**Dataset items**
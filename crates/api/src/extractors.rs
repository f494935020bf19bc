//! Request extractors.

use axum::{
    async_trait,
    extract::{ConnectInfo, FromRequestParts},
    http::{header, request::Parts},
};
use std::net::SocketAddr;

use attribution::from_cookie_header;

/// Client IP address.
///
/// The gateway normally sits behind the site's edge proxy, so the
/// forwarding headers win over the socket peer.
#[derive(Debug, Clone)]
pub struct ClientIp(pub Option<String>);

impl ClientIp {
    /// Rate-limit key form. Requests with no resolvable address share
    /// one bucket rather than bypassing the limiter.
    pub fn key(&self) -> &str {
        self.0.as_deref().unwrap_or("unknown")
    }
}

#[async_trait]
impl<S> FromRequestParts<S> for ClientIp
where
    S: Send + Sync,
{
    type Rejection = std::convert::Infallible;

    async fn from_request_parts(parts: &mut Parts, _state: &S) -> Result<Self, Self::Rejection> {
        // Try X-Forwarded-For first (for proxied requests)
        if let Some(xff) = parts.headers.get("X-Forwarded-For") {
            if let Ok(xff_str) = xff.to_str() {
                // Take the first IP in the chain
                if let Some(ip) = xff_str.split(',').next() {
                    let ip = ip.trim();
                    if !ip.is_empty() {
                        return Ok(ClientIp(Some(ip.to_string())));
                    }
                }
            }
        }

        // Try X-Real-IP
        if let Some(real_ip) = parts.headers.get("X-Real-IP") {
            if let Ok(ip) = real_ip.to_str() {
                return Ok(ClientIp(Some(ip.to_string())));
            }
        }

        // Fall back to the socket peer for direct connections
        if let Some(ConnectInfo(addr)) = parts.extensions.get::<ConnectInfo<SocketAddr>>() {
            return Ok(ClientIp(Some(addr.ip().to_string())));
        }

        Ok(ClientIp(None))
    }
}

/// The `_aff` cookie value exactly as presented, unvalidated.
#[derive(Debug, Clone)]
pub struct AffCookie(pub Option<String>);

#[async_trait]
impl<S> FromRequestParts<S> for AffCookie
where
    S: Send + Sync,
{
    type Rejection = std::convert::Infallible;

    async fn from_request_parts(parts: &mut Parts, _state: &S) -> Result<Self, Self::Rejection> {
        let value = parts
            .headers
            .get(header::COOKIE)
            .and_then(|h| h.to_str().ok())
            .and_then(from_cookie_header)
            .map(str::to_string);

        Ok(AffCookie(value))
    }
}
//! HTTP API layer for the tour gateway.

pub mod extractors;
pub mod response;
pub mod routes;
pub mod state;

pub use routes::router;
pub use state::AppState;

**EXERCISE DESCRIPTION**
Once each line with "return" in the entries is counted, state the total and nothing else.

**ANSWER BOX**
3